First, the baseline patient characteristics – they were patients that were older compared to the ZUMA-2 data that were also included in the real-world data. We had a broader population of patients with extranodal CNS involvement, patients with four lines of therapy on median, but anywhere from one to twelve, and patients with high-risk characteristics such as those with a high Ki67, ECOG performance status of two or more that were also represented here in this particular cohort.
Then we looked at different subgroups so we looked at the patient characteristics based on the subgroups that I described – BTK exposure or not, bendamustine exposure or not, transplant, as well as lines of therapy, 1-2 lines of therapy versus three or more. The key things here were that older patients were more likely to have had prior bendamustine and less likely to have had prior transplant. When we looked at the patients with no prior BTK therapy they tended to receive brexu-cel earlier, a median of two lines less of therapy, and they were less likely to receive bridging therapy.
Then we looked at the efficacy data. The response rates were similar to the ZUMA-2 data at 90% overall response rates, 78% CR rates. When you look at all the subgroups this was comparable in all subgroups. In fact, those with 1-2 prior lines of therapy had a higher CR rate compared to those with three or more lines of therapy which was a significant improvement.

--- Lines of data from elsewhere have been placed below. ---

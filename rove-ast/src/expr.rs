use rove_smt::{Sort, Term};

use crate::env::Env;
use crate::error::AstError;

/// A literal constant.
#[derive(Clone, Debug, PartialEq)]
pub enum Constant {
    Bool(bool),
    Int(i64),
    Str(String),
    Unit,
}

impl Constant {
    fn term(&self) -> Term {
        match self {
            Constant::Bool(b) => Term::Bool(*b),
            Constant::Int(n) => Term::Int(*n),
            Constant::Str(s) => Term::Str(s.clone()),
            Constant::Unit => Term::Unit,
        }
    }
}

/// A policy expression. Evaluation is pure: it reads the environment and
/// produces a symbolic [`Term`], never mutating anything.
#[derive(Clone, Debug, PartialEq)]
pub enum Expr {
    Const(Constant),
    Var(String),
    /// A fresh unconstrained symbolic boolean per evaluation; models a
    /// policy condition the network file chose not to model precisely.
    Havoc,

    Not(Box<Expr>),
    And(Box<Expr>, Box<Expr>),
    Or(Box<Expr>, Box<Expr>),

    Plus(Box<Expr>, Box<Expr>),
    LessThan(Box<Expr>, Box<Expr>),
    LessThanEqual(Box<Expr>, Box<Expr>),
    Equal(Box<Expr>, Box<Expr>),

    Pair(Box<Expr>, Box<Expr>),
    First(Box<Expr>),
    Second(Box<Expr>),

    SomeOf(Box<Expr>),
    /// The empty option at the given payload sort (resolved at load time).
    NoneOf(Sort),
    /// Option match: the binder is in scope for the some-arm only.
    Case {
        scrutinee: Box<Expr>,
        none: Box<Expr>,
        binder: String,
        some: Box<Expr>,
    },

    GetField(Box<Expr>, String),
    WithField(Box<Expr>, String, Box<Expr>),

    EmptySet,
    SetAdd(Box<Expr>, Box<Expr>),
    SetContains(Box<Expr>, Box<Expr>),
    SetUnion(Box<Expr>, Box<Expr>),
}

impl Expr {
    pub fn var(name: impl Into<String>) -> Expr {
        Expr::Var(name.into())
    }

    pub fn int(n: i64) -> Expr {
        Expr::Const(Constant::Int(n))
    }

    pub fn bool(b: bool) -> Expr {
        Expr::Const(Constant::Bool(b))
    }

    pub fn str(s: impl Into<String>) -> Expr {
        Expr::Const(Constant::Str(s.into()))
    }

    /// Evaluate to a symbolic term under the given environment.
    ///
    /// The resulting term is sort-checked, so an ill-typed expression
    /// (e.g. `Plus` over booleans) fails here with a sort error.
    pub fn evaluate(&self, env: &Env) -> Result<Term, AstError> {
        let term = self.eval_unchecked(env)?;
        term.sort()?;
        Ok(term)
    }

    fn eval_unchecked(&self, env: &Env) -> Result<Term, AstError> {
        match self {
            Expr::Const(c) => Ok(c.term()),
            Expr::Var(name) => env
                .get(name)
                .cloned()
                .ok_or_else(|| AstError::UnboundVariable { name: name.clone() }),
            Expr::Havoc => Ok(Term::havoc()),

            Expr::Not(e) => Ok(Term::not(e.eval_unchecked(env)?)),
            Expr::And(a, b) => Ok(Term::and(a.eval_unchecked(env)?, b.eval_unchecked(env)?)),
            Expr::Or(a, b) => Ok(Term::or(a.eval_unchecked(env)?, b.eval_unchecked(env)?)),

            Expr::Plus(a, b) => Ok(Term::add(a.eval_unchecked(env)?, b.eval_unchecked(env)?)),
            Expr::LessThan(a, b) => Ok(Term::lt(a.eval_unchecked(env)?, b.eval_unchecked(env)?)),
            Expr::LessThanEqual(a, b) => {
                Ok(Term::le(a.eval_unchecked(env)?, b.eval_unchecked(env)?))
            }
            Expr::Equal(a, b) => Ok(Term::eq(a.eval_unchecked(env)?, b.eval_unchecked(env)?)),

            Expr::Pair(a, b) => Ok(Term::pair(a.eval_unchecked(env)?, b.eval_unchecked(env)?)),
            Expr::First(e) => Ok(Term::first(e.eval_unchecked(env)?)),
            Expr::Second(e) => Ok(Term::second(e.eval_unchecked(env)?)),

            Expr::SomeOf(e) => Ok(Term::some_of(e.eval_unchecked(env)?)),
            Expr::NoneOf(sort) => Ok(Term::NoneOf(sort.clone())),
            Expr::Case {
                scrutinee,
                none,
                binder,
                some,
            } => {
                let scrutinee = scrutinee.eval_unchecked(env)?;
                let none_arm = none.eval_unchecked(env)?;
                let mut inner = env.clone();
                inner.bind(binder.clone(), Term::unwrap_payload(scrutinee.clone()));
                let some_arm = some.eval_unchecked(&inner)?;
                Ok(Term::ite(Term::is_some(scrutinee), some_arm, none_arm))
            }

            Expr::GetField(e, field) => Ok(Term::get_field(e.eval_unchecked(env)?, field)),
            Expr::WithField(e, field, value) => Ok(Term::with_field(
                e.eval_unchecked(env)?,
                field,
                value.eval_unchecked(env)?,
            )),

            Expr::EmptySet => Ok(Term::EmptySet),
            Expr::SetAdd(set, element) => Ok(Term::set_add(
                set.eval_unchecked(env)?,
                element.eval_unchecked(env)?,
            )),
            Expr::SetContains(set, element) => Ok(Term::set_contains(
                set.eval_unchecked(env)?,
                element.eval_unchecked(env)?,
            )),
            Expr::SetUnion(a, b) => Ok(Term::set_union(
                a.eval_unchecked(env)?,
                b.eval_unchecked(env)?,
            )),
        }
    }

    /// Rename every free occurrence of variable `old` to `new`.
    ///
    /// Purely syntactic: only `Var` nodes matching `old` are rewritten.
    /// A `Case` binder equal to `old` shadows it, so its some-arm is left
    /// alone.
    pub fn rename(&mut self, old: &str, new: &str) {
        match self {
            Expr::Var(name) => {
                if name == old {
                    *name = new.to_string();
                }
            }
            Expr::Const(_) | Expr::Havoc | Expr::NoneOf(_) | Expr::EmptySet => {}
            Expr::Not(e) | Expr::First(e) | Expr::Second(e) | Expr::SomeOf(e) => {
                e.rename(old, new);
            }
            Expr::GetField(e, _) => e.rename(old, new),
            Expr::And(a, b)
            | Expr::Or(a, b)
            | Expr::Plus(a, b)
            | Expr::LessThan(a, b)
            | Expr::LessThanEqual(a, b)
            | Expr::Equal(a, b)
            | Expr::Pair(a, b)
            | Expr::SetAdd(a, b)
            | Expr::SetContains(a, b)
            | Expr::SetUnion(a, b) => {
                a.rename(old, new);
                b.rename(old, new);
            }
            Expr::WithField(e, _, value) => {
                e.rename(old, new);
                value.rename(old, new);
            }
            Expr::Case {
                scrutinee,
                none,
                binder,
                some,
            } => {
                scrutinee.rename(old, new);
                none.rename(old, new);
                if binder != old {
                    some.rename(old, new);
                }
            }
        }
    }
}

#[cfg(test)]
mod tests {
    use super::*;
    use rove_smt::{Model, Value};

    #[test]
    fn var_reads_the_environment() {
        let env = Env::new().with("x", Term::Int(5));
        assert_eq!(Expr::var("x").evaluate(&env).unwrap(), Term::Int(5));
    }

    #[test]
    fn unbound_var_fails() {
        let err = Expr::var("nope").evaluate(&Env::new()).unwrap_err();
        assert!(matches!(err, AstError::UnboundVariable { .. }));
    }

    #[test]
    fn havoc_is_fresh_per_evaluation() {
        let env = Env::new();
        let a = Expr::Havoc.evaluate(&env).unwrap();
        let b = Expr::Havoc.evaluate(&env).unwrap();
        assert_ne!(a, b);
    }

    #[test]
    fn ill_typed_plus_is_a_sort_error() {
        let e = Expr::Plus(Box::new(Expr::bool(true)), Box::new(Expr::int(1)));
        assert!(matches!(e.evaluate(&Env::new()), Err(AstError::Sort(_))));
    }

    #[test]
    fn case_selects_the_some_arm() {
        let e = Expr::Case {
            scrutinee: Box::new(Expr::SomeOf(Box::new(Expr::int(4)))),
            none: Box::new(Expr::int(0)),
            binder: "v".into(),
            some: Box::new(Expr::Plus(Box::new(Expr::var("v")), Box::new(Expr::int(1)))),
        };
        let t = e.evaluate(&Env::new()).unwrap();
        assert_eq!(t.eval(&Model::new()).unwrap(), Value::Int(5));
    }

    #[test]
    fn rename_leaves_unrelated_names_alone() {
        let mut e = Expr::Plus(Box::new(Expr::var("x")), Box::new(Expr::var("y")));
        e.rename("x", "z");
        assert_eq!(
            e,
            Expr::Plus(Box::new(Expr::var("z")), Box::new(Expr::var("y")))
        );
    }

    #[test]
    fn rename_respects_case_shadowing() {
        let mut e = Expr::Case {
            scrutinee: Box::new(Expr::var("x")),
            none: Box::new(Expr::var("x")),
            binder: "x".into(),
            some: Box::new(Expr::var("x")),
        };
        e.rename("x", "y");
        let Expr::Case {
            scrutinee,
            none,
            some,
            ..
        } = &e
        else {
            panic!("still a case");
        };
        assert_eq!(**scrutinee, Expr::var("y"));
        assert_eq!(**none, Expr::var("y"));
        // bound occurrence is untouched
        assert_eq!(**some, Expr::var("x"));
    }
}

The 12-month overall survival was 74% and the 12-month PFS was 61%. This is, again, comparable to the ZUMA-2 primary analysis where the 12-month PFS and OS were 61% and 83% respectively. We again looked at the subgroups to see if any particular subgroup had a survival or response advantage. We found that, as I mentioned before, patients who had 1-2 prior lines of therapy had a higher CR rate compared with those that had more lines of therapy which means earlier use seems to have better responses as compared to those that get brexu-cel later on in their disease course. Another interesting finding is that patients who had prior transplant tended to have improved PFS and a reduced risk of relapse which may again speak to the chemosensitivity of the disease for such patients.
Lastly, we also have our safety data, CRS and ICANS being the hallmark toxicity of CAR T. So the CRS rates were 88% with 10% grade 3 or higher CRS. ICANS, which is neurotoxicity, was 60% and 28% of those were high grade CRS. Again, comparing to the ZUMA-2 primary analysis this is similar and there were no new safety concerns. When we have outcomes of interest, I’ll describe those. Those were prolonged cytopenia, cytopenias beyond day 30, there were 21% of patients who had grade 3 or higher thrombocytopenia, 6% of patients who had ANC less than 500 at day 30. Infections, 41% of patients had clinically significant infections which included bacterial, viral and fungal infections. 6% of patients had subsequent neoplasms and the majority of those neoplasms were cutaneous neoplasms. As far as causes of death, the most common cause of death for this cohort was disease relapse and the second most common cause of death was infections.
When we look at safety analysis by subgroup we see some interesting findings such as prior bendamustine was associated with a reduced risk of grade 3 or more ICANS and an increased risk of prolonged thrombocytopenia. Having 1-2 prior lines of therapy as opposed to three and above, those that had 1-2 prior lines of therapy had an increased risk of higher-grade CRS.
So these are interesting findings and all of these may have to do with T-cell fitness and, of course, prior bendamustine exposure may have some marrow suppression.
How do you think this treatment can impact R/R MCL patients?
First of all, these results in the real world confirm, or they continue to prove, the effectiveness and safety of brexu-cel in relapsed and refractory mantle cell lymphoma. Secondly, we see that the complete response rates are higher in those that have had earlier brexu-cel as opposed to later. While our dataset did not show that this translated into an overall survival or PFS difference, which is probably because we’ve had a short follow-up and I’m going to be interested to see what it looks like with a longer follow-up, but this suggests that earlier use may be more beneficial for patients.